Once I’d finished, I let myself out the same way I’d come. I wasn’t going upstairs just yet. That would happen later. I had some fun surprises planned for her.
The weight of guilt bore down on me with each step toward the cemetery, a solemn reminder of the heinous plans I had set in motion against the former chief’s innocent daughter. The sun blazed mercilessly across the back of my neck as I entered the graveyard, its rays piercing through the veil of trees that offered little solace from the scorching heat. Every gravestone seemed to judge me for my actions, their once pristine marble tarnished by my sins. Shame and regret overwhelmed me as I approached the final resting place of those I had wronged. It was time for me to make amends before the darkness consumed me completely.

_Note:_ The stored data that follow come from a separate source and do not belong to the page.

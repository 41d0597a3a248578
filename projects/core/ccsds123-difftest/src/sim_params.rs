//! Parameter files for the implementation under test.
//!
//! The simulation testbench includes a Verilog file with one `parameter NAME = value;` line per
//! parameter. Synthesis uses the same values through a VHDL package.

use crate::config::{Configuration, Endianness, LocalSumMode, PredictionMode};
use crate::cube::CubeDimensions;
use std::fmt::Write as _;
use std::fs;
use std::io;
use std::path::Path;

/// Name of the generated VHDL package.
pub const VHDL_PACKAGE: &str = "synth_params";

/// Compile time parameters of the implementation under test.
#[derive(Debug, Clone, PartialEq, Eq)]
pub struct SimulationParameters {
    values: Vec<(&'static str, i64)>,
    signed: bool,
}

impl SimulationParameters {
    pub fn new(config: &Configuration, dimensions: CubeDimensions, signed: bool) -> Self {
        let values = vec![
            ("NX", dimensions.nx as i64),
            ("NY", dimensions.ny as i64),
            ("NZ", dimensions.nz as i64),
            ("D", config.dynamic_range.into()),
            ("P", config.prediction_bands.into()),
            ("R", config.register_size.into()),
            ("OMEGA", config.weight_resolution.into()),
            ("TINC_LOG", config.weight_update_interval_log.into()),
            ("V_MIN", config.weight_exponent_min.into()),
            ("V_MAX", config.weight_exponent_max.into()),
            ("KZ_PRIME", config.accumulator_init_constant.into()),
            ("COUNTER_SIZE", config.counter_size.into()),
            ("INITIAL_COUNT", config.initial_count_exponent.into()),
            ("UMAX", config.unary_length_limit.into()),
            (
                "COL_ORIENTED",
                (config.local_sum_mode == LocalSumMode::Column).into(),
            ),
            (
                "REDUCED",
                (config.prediction_mode == PredictionMode::Reduced).into(),
            ),
            (
                "LITTLE_ENDIAN",
                (config.output_endianness == Endianness::Little).into(),
            ),
            ("BUS_WIDTH", config.output_word_size.bus_width() as i64),
            ("PIPELINES", config.pipelines.into()),
        ];

        Self { values, signed }
    }

    /// Parameters in the order they are written.
    pub fn values(&self) -> &[(&'static str, i64)] {
        &self.values
    }

    pub fn get(&self, name: &str) -> Option<i64> {
        self.values
            .iter()
            .find(|(key, _)| *key == name)
            .map(|&(_, value)| value)
    }

    pub fn signed(&self) -> bool {
        self.signed
    }

    pub fn to_verilog(&self) -> String {
        let mut out = String::new();
        for (name, value) in &self.values {
            let _ = writeln!(out, "parameter {name} = {value};");
        }
        out
    }

    pub fn to_vhdl(&self) -> String {
        let mut out = String::new();
        let _ = writeln!(out, "package {VHDL_PACKAGE} is");
        for (name, value) in &self.values {
            let _ = writeln!(out, "    constant {name} : integer := {value};");
        }
        let _ = writeln!(out, "    constant IS_SIGNED : boolean := {};", self.signed);
        let _ = writeln!(out, "end package {VHDL_PACKAGE};");
        out
    }

    /// Writes the Verilog include read by the simulation testbench.
    pub fn write_verilog(&self, path: &Path) -> io::Result<()> {
        fs::write(path, self.to_verilog())
    }

    /// Writes the VHDL package used for synthesis.
    pub fn write_vhdl(&self, path: &Path) -> io::Result<()> {
        fs::write(path, self.to_vhdl())
    }
}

I approached Chief Harper’s grave. The sun glittered across his tombstone, the rays catching on the flecks of limestone in the granite. The wind whispered through the tufted grass, bringing whispers of rumors and shame. Guilt clawed at my insides as I knelt before the grave, and I reached out, placing two fingers over the picture inlaid in the stone.
I couldn’t look at him.
I couldn’t look at him, because he had seen inside of me.
Who else in this fucking town knew I was a monster?
Did any of them?
Did they all?
“I’m sorry,” the words escaped my lips in a whisper. “I didn’t mean to fall in love with her.”

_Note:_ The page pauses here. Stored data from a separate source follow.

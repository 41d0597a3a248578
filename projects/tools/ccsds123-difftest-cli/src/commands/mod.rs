pub mod compare;
pub mod fuzz;
pub mod gen_cube;
pub mod gen_impl_params;
pub mod gen_sim_ref;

The wind carried away my words, leaving a haunting silence that enveloped me like a shroud. I closed my eyes, trying to block out the images of what I had planned for his daughter. It was as if a dark force had taken hold of me, twisting my thoughts and tainting my soul.
I was broken. Something inside of me was dark and evil, even as hard as I fought to chase it away.
“But you knew that, didn’t you?” I asked, dropping my hand and staring into the cold, frozen picture on his grave. “You knew about me. You knew about all the dark things.”
His dead eyes were accusing as he looked out at me.
He knew what I was. He’d told me himself.
He could have stopped me, and he never did.
That was as good a proof as any.
She belonged to me.
I looked up at the sky, the white, puffy clouds floating lazily across the horizon. I stayed a moment and listened to the sound of cicadas screaming their love in the trees.
They were a lot like me.
Or maybe I was like them?
I turned away, stepping through the gates and back into the flat, rolling pastures, marching down the same path I always took back home.
What had I become?
I had taken an oath. I was a hero.
Wasn’t I?
Maybe it was like they said. Maybe I was just living long enough to see myself become the villain.
10
Look at the fire and think of me
Moth
Ilooked up at the sky, the stars twinkling faintly above me as a sense of unease settled in the pit of my stomach. It had been a long time since I’d looked at the stars. When I was a kid, I had so much hope in the universe and everything it held. I had hope in the thought of wishing upon stars. I hoped a white stallion-riding knight would come and take me away from everything.
Of course, that had been before the incident.